What to Do the Week Before Thanksgiving
There are about 10 days left until Thanksgiving, which is an awkward number of days. It’s too early to buy perishable food and start baking pies, but not much. It could be a whole weekend from today to the fourth Thursday in November, but shifting everything to this Saturday and Sunday will make those two days very stressful, and you should enjoy one last “normal” weekend before the Holidays begin in earnest. Some weekend work is inevitable, but there are a few things you can do to spread it out and keep your schedule as even as possible over the next 10 days.
Everyone plans big events differently, and some people don’t even think of Thanksgiving as a big event, and rightfully so. If you just recently found out that you will be hosting, or you just haven’t taken a step in planning due to a complete lack of interest, don’t worry: our first and second planning guides for Thanksgiving will surely understand you.
Check your team
Reach out to people who bring side dishes or otherwise help with Turkey Day preparations and make sure you’re all on the same page. Ask if they need help and let them know if you need help. If you need to schedule any last minute meals, desserts, drinks, or tasks, do so now so that the person in charge doesn’t have to fight at the last minute.
Make your turkey schedule
It is very important to give the turkey enough time to defrost. While you can speed up the process with cold water baths (or low temperature sous-vide baths), putting the bird in the refrigerator and forgetting about it for a few days is much easier, and I suspect you will need your hands (and a sink) to other things.

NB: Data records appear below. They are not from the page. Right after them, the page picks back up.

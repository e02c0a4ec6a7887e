//! Grouping of textured meshes into named pieces.

/// Model-to-registry indexing.
pub mod index;
/// Canonical piece names.
pub mod naming;
/// Pieces, member meshes and attached artwork.
pub mod registry;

A turkey needs about one day in the refrigerator for every four pounds of mass, but I usually add one more day to that. If you are going to make a pickle, you also need to consider this. So for my turkey, which weighs 12 pounds and takes 24 hours to pickle, I know I need at least three days in the refrigerator, but I’m going to take four days to keep myself safe. I need to put the turkey in pickle on the Wednesday before Thanksgiving, so I want to start thawing the turkey four days before. This means I need to put this bird in the refrigerator to start defrosting on Saturday (that was the day I pick it up). Once you know the defrost day, create an event and set an alarm on your phone so you don’t forget.
Buy perishable food (and anything else) ahead of the hustle and bustle of the weekend
Eggs, dairy products, fresh food, and other perishables should be the only ingredients you need to buy, and you should buy them before Friday to avoid last-minute crushing. If you have items on your menu that need to be super fresh, you can make a separate list for them at the last minute, but try to make the most of your shopping before the weekend.
Review the lists we talked about in our first planning guide to make sure you don’t miss a single jar of cranberry sauce, then put together your ultimate shopping list. In addition to the ingredients, make sure you bring drinks (including non-alcoholic ones) and the utensils and / or utensils you will need to prepare, serve, and consume each meal.
Check the device
By now, your oven should be clean (mine isn’t – oops), and your refrigerator should be pretty empty and ready to take in a lot of food. But your oven and refrigerator are likely not the only appliances you’ll use in your Thanksgiving meal. I would suggest that the mix uses a mixer, perhaps a food processor, or maybe a grill . If you haven’t used one or more of these devices for a while, take them out and make sure they still work and that you have all the attachments and batteries you need at hand. (Batteries are especially important if you are using a digital thermometer to check the temperature of your turkey – and you should.)
Make a plan for using the oven and stove
Each dish must be cooked in the oven, on the stove, or in another specialized device. So that I have room for everything, I like to take stickers, write down the name of the dish and where it was prepared, and then put that note in a casserole or skillet. I am planning to prepare this dish. inch. If I am cooking something in an instant pot , I will stick a note directly on its lid. (You can also write the information directly on the IP address with a dry erase marker if you like.) For the dishes that will go to the oven, I will also write their cooking temperature and approximate cooking time.
Writing down these silly little notes will give you a clearer idea of what your kitchen will look like on Thanksgiving morning: how many things you’ll cook on the stove, how crowded the oven is. Knowing this ahead of time, you can adjust your menu or schedule as needed so that everything is prepared and placed on the table with minimal stress.